O Rio de Janeiro lançou um programa integrado para prevenir os efeitos do El Niño, um fenômeno climático que traz riscos de calor intenso, redução de água e aumento de incêndios. A iniciativa foi apresentada nesta quinta-feira (20) pelo Comitê Estadual de Enfrentamento dos Efeitos do El Niño.
O Comitê, criado no início de julho, reuniu gestores estaduais e prefeitos em auditório da Universidade do Estado do Rio de Janeiro (Uerj). O programa, chamado Antecipar e Reagir, busca identificar riscos e planejar ações antes que emergências ocorram. O governo estadual afirmou que a estratégia visa aproximar o estado e seus municípios na gestão de crises.

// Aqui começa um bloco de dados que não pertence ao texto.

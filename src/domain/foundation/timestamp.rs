//! Timestamp value object for immutable points in time.

use chrono::{DateTime, Utc};
use serde::{Deserialize, Serialize};

/// Immutable point in time, always UTC.
#[derive(Debug, Clone, Copy, PartialEq, Eq, PartialOrd, Ord, Serialize, Deserialize)]
#[serde(transparent)]
pub struct Timestamp(DateTime<Utc>);

impl Timestamp {
    /// Creates a timestamp for the current moment.
    pub fn now() -> Self {
        Self(Utc::now())
    }
}

impl Default for Timestamp {
    fn default() -> Self {
        Self::now()
    }
}
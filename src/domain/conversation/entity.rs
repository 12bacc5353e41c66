//! Entities extracted from user input by the external NLU component.

use serde::{Deserialize, Serialize};
use serde_json::{Map, Value};
use std::collections::HashMap;

/// A single candidate entity record.
///
/// Carries at least the raw text it was extracted from. Any additional
/// fields (parsed values, geocoding, date metadata) pass through untouched
/// to validators and memory.
#[derive(Debug, Clone, PartialEq, Serialize, Deserialize)]
pub struct ExtractedEntity {
    /// The text span the entity was extracted from.
    pub raw: String,
    /// Remaining fields produced by the extractor.
    #[serde(flatten)]
    pub fields: Map<String, Value>,
}

impl ExtractedEntity {
    pub fn new(raw: impl Into<String>) -> Self {
        Self {
            raw: raw.into(),
            fields: Map::new(),
        }
    }

    /// Adds an extra field to the record.
    pub fn with_field(mut self, key: impl Into<String>, value: impl Into<Value>) -> Self {
        self.fields.insert(key.into(), value.into());
        self
    }

    pub fn field(&self, key: &str) -> Option<&Value> {
        self.fields.get(key)
    }

    /// Returns the record as a JSON object, `raw` included.
    pub fn to_value(&self) -> Value {
        let mut object = self.fields.clone();
        object.insert("raw".to_string(), Value::String(self.raw.clone()));
        Value::Object(object)
    }
}

/// Candidate entities keyed by entity type, each list in extraction order.
#[derive(Debug, Clone, Default, PartialEq, Serialize, Deserialize)]
#[serde(transparent)]
pub struct ExtractedEntities(HashMap<String, Vec<ExtractedEntity>>);

impl ExtractedEntities {
    pub fn new() -> Self {
        Self::default()
    }

    /// Appends a candidate for an entity type.
    pub fn with(mut self, entity_type: impl Into<String>, entity: ExtractedEntity) -> Self {
        self.push(entity_type, entity);
        self
    }

    pub fn push(&mut self, entity_type: impl Into<String>, entity: ExtractedEntity) {
        self.0.entry(entity_type.into()).or_default().push(entity);
    }

    /// Returns the candidate used for slot filling: the first one extracted.
    pub fn first(&self, entity_type: &str) -> Option<&ExtractedEntity> {
        self.0.get(entity_type).and_then(|candidates| candidates.first())
    }

    /// Returns every candidate for an entity type.
    pub fn all(&self, entity_type: &str) -> &[ExtractedEntity] {
        self.0.get(entity_type).map(Vec::as_slice).unwrap_or(&[])
    }

    pub fn is_empty(&self) -> bool {
        self.0.values().all(Vec::is_empty)
    }
}
//! Per-conversation slot memory.

use serde::{Deserialize, Serialize};
use serde_json::Value;
use std::collections::BTreeMap;

/// Captured values keyed by alias.
///
/// Values are opaque to the core: only presence is ever inspected.
#[derive(Debug, Clone, Default, PartialEq, Serialize, Deserialize)]
#[serde(transparent)]
pub struct Memory(BTreeMap<String, Value>);

impl Memory {
    pub fn new() -> Self {
        Self::default()
    }

    pub fn contains(&self, alias: &str) -> bool {
        self.0.contains_key(alias)
    }

    pub fn get(&self, alias: &str) -> Option<&Value> {
        self.0.get(alias)
    }

    /// Stores a value, returning the one it replaced.
    pub fn insert(&mut self, alias: impl Into<String>, value: Value) -> Option<Value> {
        self.0.insert(alias.into(), value)
    }

    pub fn remove(&mut self, alias: &str) -> Option<Value> {
        self.0.remove(alias)
    }

    pub fn len(&self) -> usize {
        self.0.len()
    }

    pub fn is_empty(&self) -> bool {
        self.0.is_empty()
    }

    pub fn iter(&self) -> impl Iterator<Item = (&str, &Value)> {
        self.0.iter().map(|(alias, value)| (alias.as_str(), value))
    }
}
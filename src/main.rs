//! Dialogue Core binary.
//!
//! Loads configuration, installs logging, registers the configured action
//! catalogue and logs the resulting action graph. Catalogues loaded here
//! may not reference named validators; hosts embedding the library supply
//! their own `ValidatorSet`.

use dialogue_core::adapters::{ValidatorSet, YamlActionCatalogue};
use dialogue_core::config::{init_tracing, AppConfig};
use dialogue_core::domain::action::ActionRegistry;
use dialogue_core::domain::conversation::Conversation;
use tracing::{info, warn};

type BoxError = Box<dyn std::error::Error + Send + Sync + 'static>;

#[tokio::main]
async fn main() -> Result<(), BoxError> {
    let config = AppConfig::load()?;
    config.validate()?;
    init_tracing(&config.logging)?;

    let Some(path) = config.engine.catalogue_path.as_ref() else {
        warn!("No catalogue configured, set DIALOGUE_CORE__ENGINE__CATALOGUE_PATH");
        return Ok(());
    };

    let catalogue = YamlActionCatalogue::new(ValidatorSet::new());
    let actions = catalogue.load(path).await?;

    let mut registry =
        ActionRegistry::new().with_default_locale(config.engine.default_locale.clone());
    registry.register_all(actions)?;
    registry.check_dependencies()?;

    for name in registry.names() {
        if let Some(action) = registry.get(name) {
            info!(
                action = %name,
                intent = %action.intent(),
                depends_on = ?action.required_actions().collect::<Vec<_>>(),
                slots = ?action.requirements().map(|r| r.alias.as_str()).collect::<Vec<_>>(),
                "Action"
            );
        }
    }

    let entry_points: Vec<&str> = registry
        .actionable(&Conversation::new())
        .iter()
        .map(|action| action.name())
        .collect();
    info!(
        path = %path.display(),
        count = registry.len(),
        entry_points = ?entry_points,
        "Catalogue loaded"
    );

    Ok(())
}
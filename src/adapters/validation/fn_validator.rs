//! Closure-backed validators.
//!
//! `FnValidator` wraps a synchronous check; `AsyncFnValidator` wraps one
//! that suspends, such as a lookup against an external service.

use async_trait::async_trait;
use futures::future::BoxFuture;
use serde_json::Value;

use crate::domain::conversation::{ExtractedEntity, Memory};
use crate::ports::{EntityValidator, ValidationRejection};

/// Validator backed by a synchronous closure.
pub struct FnValidator<F> {
    check: F,
}

impl<F> FnValidator<F>
where
    F: Fn(&ExtractedEntity, &Memory) -> Result<Value, ValidationRejection> + Send + Sync,
{
    pub fn new(check: F) -> Self {
        Self { check }
    }
}

#[async_trait]
impl<F> EntityValidator for FnValidator<F>
where
    F: Fn(&ExtractedEntity, &Memory) -> Result<Value, ValidationRejection> + Send + Sync,
{
    async fn validate(
        &self,
        entity: &ExtractedEntity,
        memory: &Memory,
    ) -> Result<Value, ValidationRejection> {
        (self.check)(entity, memory)
    }
}

/// Validator backed by a closure returning a boxed future.
///
/// The closure receives owned copies so the future may outlive the call
/// site's borrows.
pub struct AsyncFnValidator<F> {
    check: F,
}

impl<F> AsyncFnValidator<F>
where
    F: Fn(ExtractedEntity, Memory) -> BoxFuture<'static, Result<Value, ValidationRejection>>
        + Send
        + Sync,
{
    pub fn new(check: F) -> Self {
        Self { check }
    }
}

#[async_trait]
impl<F> EntityValidator for AsyncFnValidator<F>
where
    F: Fn(ExtractedEntity, Memory) -> BoxFuture<'static, Result<Value, ValidationRejection>>
        + Send
        + Sync,
{
    async fn validate(
        &self,
        entity: &ExtractedEntity,
        memory: &Memory,
    ) -> Result<Value, ValidationRejection> {
        (self.check)(entity.clone(), memory.clone()).await
    }
}
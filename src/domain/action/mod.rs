//! Action domain module.
//!
//! Declared actions, their slot and dependency groups, the completion
//! predicates over a conversation, and the registry that drives slot filling.

mod definition;
mod errors;
mod groups;
mod registry;

pub use definition::{ActionDefinition, UnmetGroup};
pub use errors::{ActionError, RegistryError, UpdateMemoryError};
pub use groups::{ConstraintGroup, DependencyGroup, EntityRequirement};
pub use registry::{ActionRegistry, MemoryUpdate, DEFAULT_LOCALE};
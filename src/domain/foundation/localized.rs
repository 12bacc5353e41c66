//! Locale-keyed message sets.
//!
//! Used for the prompts of unmet constraint and dependency groups and for
//! the payload of validator rejections. The core only selects a locale; it
//! never formats or translates.

use serde::{Deserialize, Serialize};
use std::collections::BTreeMap;

/// Ordered messages keyed by locale (`"en"`, `"fr"`, ...).
#[derive(Debug, Clone, Default, PartialEq, Eq, Serialize, Deserialize)]
#[serde(transparent)]
pub struct LocalizedMessages(BTreeMap<String, Vec<String>>);

impl LocalizedMessages {
    /// Creates an empty message set.
    pub fn new() -> Self {
        Self::default()
    }

    /// Adds the messages for a locale, replacing any previous entry.
    pub fn with<I, S>(mut self, locale: impl Into<String>, messages: I) -> Self
    where
        I: IntoIterator<Item = S>,
        S: Into<String>,
    {
        self.insert(locale, messages);
        self
    }

    /// Inserts the messages for a locale, replacing any previous entry.
    pub fn insert<I, S>(&mut self, locale: impl Into<String>, messages: I)
    where
        I: IntoIterator<Item = S>,
        S: Into<String>,
    {
        self.0
            .insert(locale.into(), messages.into_iter().map(Into::into).collect());
    }

    /// Returns the messages for exactly this locale.
    pub fn for_locale(&self, locale: &str) -> Option<&[String]> {
        self.0.get(locale).map(Vec::as_slice)
    }

    /// Returns the messages for `locale`, falling back to `fallback`.
    pub fn for_locale_or(&self, locale: &str, fallback: &str) -> Option<&[String]> {
        self.for_locale(locale).or_else(|| self.for_locale(fallback))
    }

    /// Returns the locales that have messages.
    pub fn locales(&self) -> impl Iterator<Item = &str> {
        self.0.keys().map(String::as_str)
    }

    pub fn is_empty(&self) -> bool {
        self.0.is_empty()
    }
}

impl<L, I, S> FromIterator<(L, I)> for LocalizedMessages
where
    L: Into<String>,
    I: IntoIterator<Item = S>,
    S: Into<String>,
{
    fn from_iter<T: IntoIterator<Item = (L, I)>>(iter: T) -> Self {
        let mut messages = Self::new();
        for (locale, items) in iter {
            messages.insert(locale, items);
        }
        messages
    }
}
//! Adapters - Implementations of port interfaces.
//!
//! Adapters connect the domain to external systems:
//! - `validation` - Entity validator implementations
//! - `catalogue` - Declarative action sources (YAML)

pub mod catalogue;
pub mod validation;

pub use catalogue::{CatalogueError, YamlActionCatalogue};
pub use validation::{AsyncFnValidator, FnValidator, RejectIfPresent, ValidatorSet};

O fenômeno, caracterizado pelo aquecimento do Oceano Pacífico Equatorial, pode gerar repercussões na saúde, agricultura e segurança da população fluminense. O comitê possui quatro câmaras técnicas: Defesa Civil, Saúde, Ambiente e Sustentabilidade, e Agricultura, Pecuária, Pesca, Abastecimento e Desenvolvimento do Interior.

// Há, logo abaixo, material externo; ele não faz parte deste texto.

//! ProcessTurn command handler.
//!
//! Handles one user turn: resolves the action for the recognized intent,
//! merges the extracted entities into conversation memory, and reports
//! what the host should do next. The handler never marks actions done;
//! the host does that once it has actually run the action.

use std::sync::Arc;

use tracing::debug;

use crate::domain::action::{ActionRegistry, MemoryUpdate, UnmetGroup, UpdateMemoryError};
use crate::domain::conversation::{Conversation, ExtractedEntities};
use crate::domain::foundation::DomainError;

/// Command carrying the NLU output for one turn.
#[derive(Debug, Clone)]
pub struct ProcessTurnCommand {
    /// The recognized intent.
    pub intent: String,
    /// Entities extracted from the utterance.
    pub entities: ExtractedEntities,
    /// Locale to select prompts in.
    pub locale: String,
}

impl ProcessTurnCommand {
    /// Creates a new process turn command.
    pub fn new(
        intent: impl Into<String>,
        entities: ExtractedEntities,
        locale: impl Into<String>,
    ) -> Self {
        Self {
            intent: intent.into(),
            entities,
            locale: locale.into(),
        }
    }
}

/// What the host should do after a turn.
#[derive(Debug, Clone, PartialEq, Eq)]
pub enum TurnOutcome {
    /// No registered action handles the intent.
    UnknownIntent { intent: String },

    /// The action was already done in this conversation.
    AlreadyDone { action: String },

    /// A validator refused a value; re-prompt with its messages.
    Rejected {
        action: String,
        alias: String,
        messages: Vec<String>,
    },

    /// Prerequisite actions still need to run.
    AwaitingDependencies {
        action: String,
        missing_actions: Vec<String>,
        prompts: Vec<String>,
    },

    /// Slots are still empty.
    AwaitingInformation {
        action: String,
        missing_aliases: Vec<String>,
        prompts: Vec<String>,
    },

    /// The action is complete and can be invoked.
    Ready { action: String },
}

/// Result of processing a turn.
#[derive(Debug, Clone)]
pub struct ProcessTurnResult {
    pub outcome: TurnOutcome,
    /// Memory changes made this turn, absent when the action was not
    /// processed. Present on rejection too, since earlier slots stay committed.
    pub update: Option<MemoryUpdate>,
}

/// Handler for processing user turns.
pub struct ProcessTurnHandler {
    registry: Arc<ActionRegistry>,
}

impl ProcessTurnHandler {
    pub fn new(registry: Arc<ActionRegistry>) -> Self {
        Self { registry }
    }

    pub async fn handle(
        &self,
        cmd: ProcessTurnCommand,
        conversation: &mut Conversation,
    ) -> Result<ProcessTurnResult, DomainError> {
        // 1. Resolve the action for the intent
        let Some(action) = self.registry.action_for_intent(&cmd.intent) else {
            debug!(conversation_id = %conversation.id, intent = %cmd.intent, "No action for intent");
            return Ok(ProcessTurnResult {
                outcome: TurnOutcome::UnknownIntent { intent: cmd.intent },
                update: None,
            });
        };
        let name = action.name().to_string();

        // 2. Finished actions are not re-run
        if action.is_done(conversation) {
            return Ok(ProcessTurnResult {
                outcome: TurnOutcome::AlreadyDone { action: name },
                update: None,
            });
        }

        // 3. Merge extracted entities into memory
        let update = match self
            .registry
            .update_memory(&name, &cmd.entities, conversation)
            .await
        {
            Ok(update) => update,
            Err(UpdateMemoryError::Rejected {
                alias,
                rejection,
                update,
            }) => {
                let messages = self.registry.select_prompts(&rejection.messages, &cmd.locale);
                return Ok(ProcessTurnResult {
                    outcome: TurnOutcome::Rejected {
                        action: name,
                        alias,
                        messages,
                    },
                    update: Some(update),
                });
            }
            Err(err) => return Err(err.into()),
        };

        // 4. Report the first unmet group, dependencies first
        let outcome = match action.first_unmet_group(conversation) {
            Some(UnmetGroup::Dependency(group)) => TurnOutcome::AwaitingDependencies {
                action: name,
                missing_actions: group
                    .missing_actions(conversation)
                    .map(str::to_string)
                    .collect(),
                prompts: self.registry.select_prompts(&group.prompts, &cmd.locale),
            },
            Some(UnmetGroup::Constraint(group)) => TurnOutcome::AwaitingInformation {
                action: name,
                missing_aliases: group
                    .missing_aliases(&conversation.memory)
                    .map(str::to_string)
                    .collect(),
                prompts: self.registry.select_prompts(&group.prompts, &cmd.locale),
            },
            None => TurnOutcome::Ready { action: name },
        };

        debug!(conversation_id = %conversation.id, outcome = ?outcome, "Processed turn");

        Ok(ProcessTurnResult {
            outcome,
            update: Some(update),
        })
    }
}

O secretário de Defesa Civil, Tarcísio Sales, apontou que os impactos já são visíveis, mencionando o aumento de cem por cento nos incêndios florestais no mês de julho comparado ao ano anterior. Ele alertou que a baixa umidade e os fortes ventos contribuem para a incidência de queimadas.

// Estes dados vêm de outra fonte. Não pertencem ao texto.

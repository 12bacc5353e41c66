//! Error types for the action domain

use crate::domain::foundation::{DomainError, ErrorCode};
use crate::ports::ValidationRejection;

use super::registry::MemoryUpdate;

/// Structural defects that keep an action out of the registry.
#[derive(Debug, Clone, thiserror::Error, PartialEq, Eq)]
pub enum ActionError {
    #[error("Action {action} has no intent")]
    MissingIntent { action: String },

    #[error("Action {action}: requirement {requirement} of constraint group {group} has no entity type")]
    MissingEntityType {
        action: String,
        group: usize,
        requirement: usize,
    },

    #[error("Action {action}: dependency group {group} contains an empty action name")]
    EmptyDependencyName { action: String, group: usize },

    #[error("Action {action} depends on itself")]
    SelfDependency { action: String },
}

/// Errors raised while building or querying the registry.
#[derive(Debug, Clone, thiserror::Error, PartialEq, Eq)]
pub enum RegistryError {
    #[error("Invalid action: {0}")]
    Invalid(#[from] ActionError),

    #[error("Action already registered: {0}")]
    DuplicateAction(String),

    #[error("Unknown action: {0}")]
    UnknownAction(String),

    #[error("Action {action} depends on unregistered action {dependency}")]
    UnknownDependency { action: String, dependency: String },
}

/// Errors raised by the memory update pipeline.
#[derive(Debug, Clone, thiserror::Error, PartialEq, Eq)]
pub enum UpdateMemoryError {
    #[error("Unknown action: {0}")]
    UnknownAction(String),

    /// Aliases committed before the rejection stay in memory and are
    /// listed in `update`.
    #[error("Value for {alias} rejected")]
    Rejected {
        alias: String,
        rejection: ValidationRejection,
        update: MemoryUpdate,
    },
}

impl UpdateMemoryError {
    /// Returns the rejection payload, if a validator refused a value.
    pub fn rejection(&self) -> Option<&ValidationRejection> {
        match self {
            UpdateMemoryError::Rejected { rejection, .. } => Some(rejection),
            UpdateMemoryError::UnknownAction(_) => None,
        }
    }
}

impl From<ActionError> for DomainError {
    fn from(err: ActionError) -> Self {
        DomainError::new(ErrorCode::InvalidAction, err.to_string())
    }
}

impl From<RegistryError> for DomainError {
    fn from(err: RegistryError) -> Self {
        match err {
            RegistryError::Invalid(inner) => inner.into(),
            RegistryError::DuplicateAction(ref name) => {
                DomainError::new(ErrorCode::DuplicateAction, err.to_string())
                    .with_detail("action", name.clone())
            }
            RegistryError::UnknownAction(ref name) => {
                DomainError::new(ErrorCode::ActionNotFound, err.to_string())
                    .with_detail("action", name.clone())
            }
            RegistryError::UnknownDependency {
                ref action,
                ref dependency,
            } => DomainError::new(ErrorCode::InvalidAction, err.to_string())
                .with_detail("action", action.clone())
                .with_detail("dependency", dependency.clone()),
        }
    }
}

impl From<UpdateMemoryError> for DomainError {
    fn from(err: UpdateMemoryError) -> Self {
        match err {
            UpdateMemoryError::UnknownAction(ref name) => {
                DomainError::new(ErrorCode::ActionNotFound, err.to_string())
                    .with_detail("action", name.clone())
            }
            UpdateMemoryError::Rejected { ref alias, .. } => {
                DomainError::new(ErrorCode::ValidationRejected, err.to_string())
                    .with_detail("alias", alias.clone())
            }
        }
    }
}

Em relação à prevenção, o secretário de Ambiente e Sustentabilidade, Rodrigo Mascarenhas, pediu colaboração da população, avisando que o descarte inadequado de cigarros ou balões pode iniciar grandes incêndios. Ele também alertou sobre o risco aos recursos hídricos, pedindo para não jogar lixo em cursos d’água.